Are You A Food Stalker?

Are You A Food Stalker?

Yes, it’s a thing. Though it’s hard to get a restraining order.

A food stalker is someone for whom a certain food-stuff is something they can’t live without. Or at least they feel they can’t. They dream about it; yearn for it; have an emotional connection to it; can’t bear to be apart.

And when the love affair ends, they spend an unhealthy amount of time obsessing about it; tracking it down on social-media and trying to get back that feeling with endless attempts at recreating it.

I’m not trying to be flippant about a serious subject. Merely drawing a parallel with obsessive behaviour and how finding the ability to let go is the only way to move on with your life.

Perhaps you have a strong connection with a certain food? Is there something that resonates so deeply with you that you’re mopping up saliva just at the very thought of it?

For many it’s pizza. Others crave ice cream; that old go-to in times of emotional crisis. Cake always ranks highly on the list; as does chocolate. But surprisingly, bread has captured more hearts – while contributing towards the stopping of them – than just about any other food-stuff.

Before you assume that I’m being judgemental, or just don’t get-it: let me explain. I was a bread-a-holic. I loved the stuff! I’d practically float six inches off the floor every time I passed a bakery. To be honest, I could rarely pass it by without buying something warm, fragrant and wondrous.

When I think back now: I cringe at the hold this item of food had upon me. It’s not like there weren’t any side-effects. A couple of minutes of pleasure would be followed by several hours of bloating and discomfort. Best not mention the gas!

But do you know what? Despite how much I loved bread (oh how I did), I will never eat another slice ever again. And what’s more, I no longer miss it.

Love turned sour. Or at least my love affair with bread and processed carbs in general did, once I switched to a more natural way of eating. For a long time, I’d resented the lack of control I had over my food choices and the way in which this impacted the body, health and lifestyle I wanted. When I was finally able to see things with clarity; weighing the pros and cons of staying the same vs making a pro-active choice: the answer was clear.

Believe me, I totally understand the emotional connections we form with food. The taste often being a trigger that allows us to revisit an experience, feeling or memory, on a deeper level: Grandma’s apple pie now she’s no longer around; a huge bowl of ice-cream and your favourite movie when you’re feeling down and in need of comfort; a bumper-bucket of popcorn at the cinema as part of the overall experience. We’re creatures of habit, and familiarity feels safe.

While it’s human nature to want to recreate the good times and seek comfort in familiar experiences: it should only be done when it isn’t negatively impacting your health.

A lifestyle change, reflected in healthy food and exercise choices, must therefore, also include a mental change. And to achieve that we must say goodbye to some of the things we once loved. To put this into context: understand that the food aspect is only one part of the memory, and not the most important part.

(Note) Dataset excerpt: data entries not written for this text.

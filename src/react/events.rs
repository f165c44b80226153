//! ReAct 过程事件：供调用方实时展示思考、工具调用、观察与回复

use serde::Serialize;

/// 单步过程事件（可序列化为 JSON）
#[derive(Debug, Clone, Serialize)]
#[serde(tag = "type", rename_all = "snake_case")]
pub enum ReactEvent {
    /// 步数更新；agent 为发出事件的 Agent 名（嵌套 Agent 时区分来源）
    StepUpdate {
        agent: String,
        step: usize,
        max_steps: usize,
    },
    /// 正在调用 LLM
    Thinking,
    /// 调用工具
    ToolCall {
        tool: String,
        args: serde_json::Value,
    },
    /// 工具返回（预览）
    Observation { tool: String, preview: String },
    /// 工具执行失败
    ToolFailure { tool: String, reason: String },
    /// 错误恢复动作
    Recovery { action: String, detail: String },
    /// 最终回复
    Response { text: String },
    Error { text: String },
}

Grandma’s company was the important thing, not the pie; you saw the film, regardless of how much popcorn you stuffed into your mouth; and that bowl of ice-cream when you were down, only served to instigate a sugar rush and subsequent crash when blood-sugar levels dropped once more.

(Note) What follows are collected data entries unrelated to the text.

pub mod executor;
pub mod human;
pub mod news;
pub mod profiles;
pub mod registry;
pub mod reporter;
pub mod schema;

pub use executor::ToolExecutor;
pub use human::HumanAssistanceTool;
pub use news::{QueryNewsTool, TopHeadlinesTool};
pub use profiles::{GetProfileTool, SearchProfilesTool};
pub use registry::{Tool, ToolRegistry};
pub use reporter::{reporter_task, NewsReporterTool};
pub use schema::tool_call_schema_json;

Warning: clinging to certain foods leads to obsession. Once you transition to the mindset that food is there to further your goals, it soon becomes easier to let go of the items that hold you back.

So, if logic tells us that ice-cream, popcorn and bread aren’t conducive to our positive lifestyle choices, why waste any time trying to replicate them? The reality is, that it was their sugar and highly-processed carb content that made them taste so damn good in the first place. Take those ingredients out and what are you left with; seriously?

I’ve lost count of the number of Paleo/Keto friendly recipes for bread or ice-cream, and the quest for the perfect low-carb pizza-crust is a whole other level of alchemy!

And to be honest, I don’t think they’re all that healthy; many of them relying on an assortment of chemical elements to achieve the required structure/texture. They may not contain carbs, but if I can’t pronounce something, then I’m sure as hell not going to eat it.

More relevant, in my opinion, is the fact that this obsession is generally about recreating foodstuffs that never did you any good in the first place. A new lifestyle warrants optimism and need not be infected with thoughts of loss; especially when, in reality, you’re gaining so much more.

Take a lesson from Victor Frankenstein. It doesn’t matter how much time and effort you put into recreating your lost love, it will never turn out as good as you hope. And if you do succeed in bringing to life something that loosely resembles the object of your desire, it may try to kill you. At the very least it will keep you connected to an item of food that you no longer need, never did you any good, and doesn’t fuel your new way of life.

Time for a clean break. Stop ‘pinning’ articles on the perfect pizza-base, end your bread-porn habit, and leave the ice-cream themed social media groups before it’s too late. There’s a whole world of amazing food out there and new emotional connections to be made; all of which support your lifestyle choices, not sabotage them.

Consider this one last point: If your taste buds are changing due to the lack of unnecessary sugar and processed carbs: how could you ever hope to recreate the taste you remember?